Resisting death by metal: metabolism and Cu/Zn homeostasis in bacteria

Abstract

Metal ions such as zinc and copper play important roles in host-microbe interactions and their availability can drastically affect the survival of pathogenic bacteria in a host niche. Mechanisms of metal homeostasis protect bacteria from starvation, or intoxication, defined as when metals are limiting, or in excess, respectively. In this mini-review, we summarise current knowledge on the mechanisms of resistance to metal stress in bacteria, focussing specifically on the homeostasis of cellular copper and zinc. This includes a summary of the factors that subvert metal stress in bacteria, which are independent of metal efflux systems, and commentary on the role of small molecules and metabolic systems as important mediators of metal resistance.

Keywords: copper; homeostasis; metabolism; metal; small molecules; zinc.

Figure 1.. Cu intoxication in bacteria and molecular rescue by small molecules.

(A) Cu intoxication causes a reduction (red arrows) in cellular glutathione, metal management [35] and reduction in viability at late stationary phase [38] in S. pyogenes. Cu-binding to histidine and cysteine residues in the catalytic site of GapA likely leads to a reduction in activity and subsequent flux through the fermentative pathway [35]. Growth inhibition in S. pyogenes undergoing Cu intoxication can be rescued by supplementation with the small molecules glutathione [35] or cysteine [38], likely due to chelation of excess Cu. (B) Cu binds to and destroys solvent-accessible Fe–S clusters in enzymes such as in IPMI and fumarase. This leads to growth inhibition of E. coli by a reduction in BCAA synthesis and reduced activity of multiple Fe–S enzymes [31,39], which can be partially restored by supplementing with BCAAs valine, leucine and isoleucine to bypass the BCAA synthesis block [39]. (C) Cu inactivates Fe–S cluster-containing GOGAT, impairing glutamate synthesis, which can be rescued by supplying exogenous glutamate or glutamine [31]. GAPDH/GapA, glyceraldehyde 3-phosphate dehydrogenase; G3P, glyceraldehyde-3-phosphate; Pi, inorganic phosphate; 1,3-BP, 1,3-bisphospho-d-glycerate; NAD⁺/NADH/NADP⁺/NADPH, nicotinamide adenine dinucleotide cofactors; SH, thiol group; 2-IPM, 2-isopropylmalate; 3-IPM, 3-isopropylmalate; IPMI, isopropylmalate isomerase; BCAA, branched-chain amino acid; GOGAT, glutamine oxoglutarate aminotransferase; 2-OG, 2-oxoglutarate; Cys, cysteine; Gly, glycine; Val, valine; Ile, isoleucine; Leu, leucine; Glu, glutamate; Gln, glutamine.

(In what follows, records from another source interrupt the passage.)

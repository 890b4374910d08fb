//! Generic authenticated request helper.
//!
//! Every backend call in the client goes through [`ApiClient::request`]:
//! one attempt per call, bearer token attached when the session has one,
//! JSON in and JSON out. Non-2xx responses become
//! [`ClientError::Api`] carrying the server's `message` field.

use crate::error::ClientError;
use crate::session::{keys, SessionStore};
use reqwest::{Client, Method, StatusCode};
use serde::de::DeserializeOwned;
use std::sync::Arc;
use tokio_util::sync::CancellationToken;

#[derive(Clone)]
pub struct ApiClient {
    http: Client,
    base_url: String,
    session: Arc<dyn SessionStore>,
}

impl ApiClient {
    pub fn new(base_url: impl Into<String>, session: Arc<dyn SessionStore>) -> Self {
        Self {
            http: Client::new(),
            base_url: base_url.into(),
            session,
        }
    }

    pub fn base_url(&self) -> &str {
        &self.base_url
    }

    pub fn session(&self) -> Arc<dyn SessionStore> {
        self.session.clone()
    }

    pub async fn get<T: DeserializeOwned>(
        &self,
        path: &str,
        cancel: &CancellationToken,
    ) -> Result<T, ClientError> {
        self.request(Method::GET, path, None, cancel).await
    }

    pub async fn post<T: DeserializeOwned>(
        &self,
        path: &str,
        body: serde_json::Value,
        cancel: &CancellationToken,
    ) -> Result<T, ClientError> {
        self.request(Method::POST, path, Some(body), cancel).await
    }

    pub async fn put<T: DeserializeOwned>(
        &self,
        path: &str,
        body: serde_json::Value,
        cancel: &CancellationToken,
    ) -> Result<T, ClientError> {
        self.request(Method::PUT, path, Some(body), cancel).await
    }

    pub async fn delete<T: DeserializeOwned>(
        &self,
        path: &str,
        cancel: &CancellationToken,
    ) -> Result<T, ClientError> {
        self.request(Method::DELETE, path, None, cancel).await
    }

    /// Send a single request and decode the JSON response.
    ///
    /// The cancellation token is tied to the consuming view's lifetime:
    /// cancelling it drops the in-flight request and resolves the call to
    /// [`ClientError::Cancelled`] instead of writing into a dead view.
    pub async fn request<T: DeserializeOwned>(
        &self,
        method: Method,
        path: &str,
        body: Option<serde_json::Value>,
        cancel: &CancellationToken,
    ) -> Result<T, ClientError> {
        tokio::select! {
            _ = cancel.cancelled() => Err(ClientError::Cancelled),
            result = self.execute(method, path, body) => result,
        }
    }

    async fn execute<T: DeserializeOwned>(
        &self,
        method: Method,
        path: &str,
        body: Option<serde_json::Value>,
    ) -> Result<T, ClientError> {
        let url = format!("{}{}", self.base_url, path);

        let mut request = self.http.request(method.clone(), &url);
        if let Some(token) = self.session.get(keys::TOKEN)? {
            request = request.bearer_auth(token);
        }
        if let Some(body) = &body {
            request = request.json(body);
        }

        let response = request.send().await?;
        let status = response.status();
        let raw = response.text().await?;

        tracing::debug!(method = %method, url = %url, status = %status, "backend response");

        if status.is_success() {
            Ok(serde_json::from_str(&raw)?)
        } else {
            Err(ClientError::Api {
                status: status.as_u16(),
                message: extract_error_message(status, &raw),
            })
        }
    }
}

/// Pull the `message` field out of an error body, falling back to a
/// generic string when the body is not the expected JSON object.
fn extract_error_message(status: StatusCode, raw: &str) -> String {
    serde_json::from_str::<serde_json::Value>(raw)
        .ok()
        .and_then(|value| {
            value
                .get("message")
                .and_then(|message| message.as_str())
                .map(str::to_owned)
        })
        .unwrap_or_else(|| format!("Request failed with status {}", status.as_u16()))
}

Figure 2.. Chemical structures of small molecules that influence metal homeostasis.

Certain molecules including glutathione, cysteine, histidine and ornithine can act to rescue bacteria from metal toxicity, whereas others can enhance metal toxicity, including disulfiram, N,N-dimethyldithiocarbamate (DMDC), PBT2 and staphylopine. ChEBI [99] structures: glutathione 16 856; cysteine 17 561; histidine 15 971; ornithine 15 729; disulfiram 4659; N′N′-dimethyldithiocarbamate 84 293; staphylopine 141 669.